"Yes, by aerial post," Ernest answered. "Don't you see this pigeon that I have brought in its little cage? Do you suppose I brought it only to leave it at Eberfurt? No, we will let it go from the top of the range, and it will bring you news of our expedition."

Everybody applauded this excellent idea, and Hannah vowed in her heart to watch every day for the coming of Ernest's messenger.

Mr. Wolston and the two brothers passed through a narrow outlet contrived between the posts in the defile of Cluse. It was carefully shut behind them, and in a few minutes they disappeared behind a bend in the barrier of rock.


CHAPTER XIII

THE MOUNTAIN RANGE

To go afoot is ideal travelling. Going afoot allows a man to see all that there is to see, gives leave for dallying. Who goes afoot is satisfied with by-paths when the high road is no more. He may proceed as the humour takes him, pass where the lightest vehicle, the best trained steed, could find no way, ascend the shelving steeps, and scale the mountain tops.

Thus, though they might have to endure great fatigue, Mr. Wolston and the two young men had not hesitated to plunge on foot into the heart of the unknown districts of the hinterland, all the more willingly in anticipation of their projected climb to the summit of the range.

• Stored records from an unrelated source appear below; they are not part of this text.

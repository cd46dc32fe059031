// Copyright (c) 2025, Jason Jenkins
// SPDX-License-Identifier: BSD-3-Clause

//! Toolbar with placement modes, the reference length field and the
//! distance readout.

use crate::models::session::InteractionMode;

/// Result of toolbar interaction.
pub enum ToolbarAction {
    None,
    Arm(InteractionMode),
    /// The reference length text was edited (fires on every keystroke).
    ReferenceLengthChanged,
}

/// Mode buttons in display order, with their highlight colors.
const MODE_BUTTONS: [(InteractionMode, &str, egui::Color32); 4] = [
    (
        InteractionMode::SettingMeasurementA,
        "📍 Start position",
        egui::Color32::from_rgb(0x86, 0xb6, 0xfe),
    ),
    (
        InteractionMode::SettingMeasurementB,
        "🎯 End position",
        egui::Color32::from_rgb(0xed, 0x6b, 0x6b),
    ),
    (
        InteractionMode::SettingReferenceA,
        "⊢ Grid start",
        egui::Color32::from_rgb(0x00, 0xff, 0xaa),
    ),
    (
        InteractionMode::SettingReferenceB,
        "⊣ Grid end",
        egui::Color32::from_rgb(0xff, 0x4d, 0x00),
    ),
];

/// Display the toolbar.
pub fn show(
    ui: &mut egui::Ui,
    mode: InteractionMode,
    reference_input: &mut String,
    distance_text: &str,
) -> ToolbarAction {
    let mut action = ToolbarAction::None;

    ui.horizontal(|ui| {
        ui.spacing_mut().item_spacing.x = 8.0;

        for (button_mode, label, color) in MODE_BUTTONS {
            let button = if mode == button_mode {
                egui::Button::new(egui::RichText::new(label).color(egui::Color32::BLACK))
                    .fill(color)
            } else {
                egui::Button::new(label)
            };
            if ui.add(button).clicked() {
                action = ToolbarAction::Arm(button_mode);
            }
        }

        ui.separator();

        ui.label("Grid length:");
        let response = ui.add(
            egui::TextEdit::singleline(reference_input)
                .desired_width(70.0)
                .hint_text("meters"),
        );
        if response.changed() {
            action = ToolbarAction::ReferenceLengthChanged;
        }
        ui.label("m");

        ui.separator();

        ui.label("Distance:");
        ui.label(
            egui::RichText::new(format!("{} m", distance_text))
                .strong()
                .size(18.0),
        );
    });

    action
}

This plan only involved a tramp of eighteen or twenty miles, provided they were able to go in a bee line to the foot of the mountains. There was thus no question of any long journey. But it was all through entirely new country, which might hold surprises for the three explorers.

Jack was the most highly excited of the party. With his adventurous temper it was an enormous satisfaction to him to pass beyond the limits of the Promised Land and to travel over these wide plains, of which he as yet knew nothing. It was a fortunate thing that he was not mounted on onager, bull, or ostrich, and that he had brought only one dog, Fawn. Thus, Mr. Wolston would have some chance of restraining his impetuosity.